Facial trauma


Department of Ear, Nose and Throat Diseases, Head and Neck Surgery, Ziekenhuis Oost-Limburg, Genk, Belgium


Department of Emergency Medicine, Hospital Sint Jan, Kruidtuinlaan 32, 1000 Brussels


Department of Oral and Maxillofacial Surgery, Ziekenhuis Oost-Limburg, Genk, Belgium

B-ENT 2016; 12: Supplement 1-18
Read: 1219 Downloads: 710 Published: 03 February 2020

Facial trauma. Patients with facial trauma must be assessed in a systematic way so as to avoid missing any injury. Severe and disfiguring facial injuries can be distracting. However, clinicians must first focus on the basics of trauma care, following the Advanced Trauma Life Support (ATLS) system of care.

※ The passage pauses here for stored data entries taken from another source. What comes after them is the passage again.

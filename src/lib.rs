//! shbootimg library exports.
//!
//! - `bootimg` - kernel + boot + recovery image packer
//! - `edify` - device-specific OTA script emitters
//! - `config` - environment configuration
//! - `timing` - phase timer

pub mod bootimg;
pub mod config;
pub mod edify;
pub mod timing;
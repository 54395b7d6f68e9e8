//! # cvpdf
//!
//! A page-native resume renderer.
//!
//! A profile record goes in, a paginated A4 document comes out. There is one
//! template: a coloured header band, then the summary, skills, experience,
//! education and additional-info sections, each emitted only when it has
//! content. Sections flow *into* pages. Before every block the engine checks
//! whether it still fits above the bottom margin and starts a new page if
//! it doesn't.
//!
//! ## Architecture
//!
//! ```text
//! Input (JSON / ProfileRecord)
//!       ↓
//!   [model]    — Profile record, entries, size limits
//!       ↓
//!   [layout]   — Fixed template, cursor + page breaks
//!       ↓        (measures through [text] / [font])
//!   [pdf]      — Serialize to PDF bytes
//! ```

pub mod error;
pub mod font;
pub mod layout;
pub mod model;
pub mod pdf;
pub mod style;
pub mod text;

#[cfg(feature = "wasm")]
pub mod wasm;

pub use error::CvError;
pub use layout::{Canvas, Document, LayoutEngine, PageGeometry};
pub use model::{Education, Experience, ProfileLimits, ProfileRecord};

use chrono::NaiveDate;

use font::FontContext;
use pdf::PdfWriter;

/// A finished resume, ready to be saved or sent.
#[derive(Debug, Clone)]
pub struct RenderedResume {
    /// `CV_<first>_<last>.pdf`
    pub file_name: String,
    pub bytes: Vec<u8>,
    pub page_count: usize,
}

/// Lay out a profile on A4 with the built-in Helvetica metrics.
///
/// Never fails: every field combination produces a document.
pub fn render_resume(profile: &ProfileRecord, generated_on: NaiveDate) -> Document {
    LayoutEngine::new(FontContext::new()).layout(profile, generated_on)
}

/// Serialize a laid-out document.
pub fn render_pdf(document: &Document) -> Result<Vec<u8>, CvError> {
    PdfWriter::new().write(document)
}

/// Check, lay out and serialize a profile with the default size limits.
///
/// This is the primary entry point.
pub fn render_profile(profile: &ProfileRecord, generated_on: NaiveDate) -> Result<RenderedResume, CvError> {
    render_profile_with_limits(profile, generated_on, &ProfileLimits::default())
}

pub fn render_profile_with_limits(
    profile: &ProfileRecord,
    generated_on: NaiveDate,
    limits: &ProfileLimits,
) -> Result<RenderedResume, CvError> {
    limits.check(profile)?;
    let document = render_resume(profile, generated_on);
    let bytes = render_pdf(&document)?;
    Ok(RenderedResume {
        file_name: profile.suggested_file_name(),
        bytes,
        page_count: document.pages.len(),
    })
}

/// Render a profile given as JSON.
pub fn render_json(json: &str, generated_on: NaiveDate) -> Result<RenderedResume, CvError> {
    let profile: ProfileRecord = serde_json::from_str(json)?;
    render_profile(&profile, generated_on)
}

/// The local calendar date, for callers that want "now" in the footer.
pub fn today() -> NaiveDate {
    chrono::Local::now().date_naive()
}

Maxillofacial trauma occurs in a significant number of severely injured patients. Life- and sight-threatening injuries must be excluded during the primary and secondary surveys. Special attention must be paid to sight-threatening injuries in stabilized patients through early referral to an appropriate specialist or the early initiation of emergency care treatment. The gold standard for the radiographic evaluation of facial injuries is computed tomography (CT) imaging. Nasal fractures are the most frequent isolated facial fractures. Isolated nasal fractures are principally diagnosed through history and clinical examination. Closed reduction is the most frequently performed treatment for isolated nasal fractures, with a fractured nasal septum as a predictor of failure. Ear, nose and throat surgeons, maxillofacial surgeons and ophthalmologists must all develop an adequate treatment plan for patients with complex maxillofacial trauma.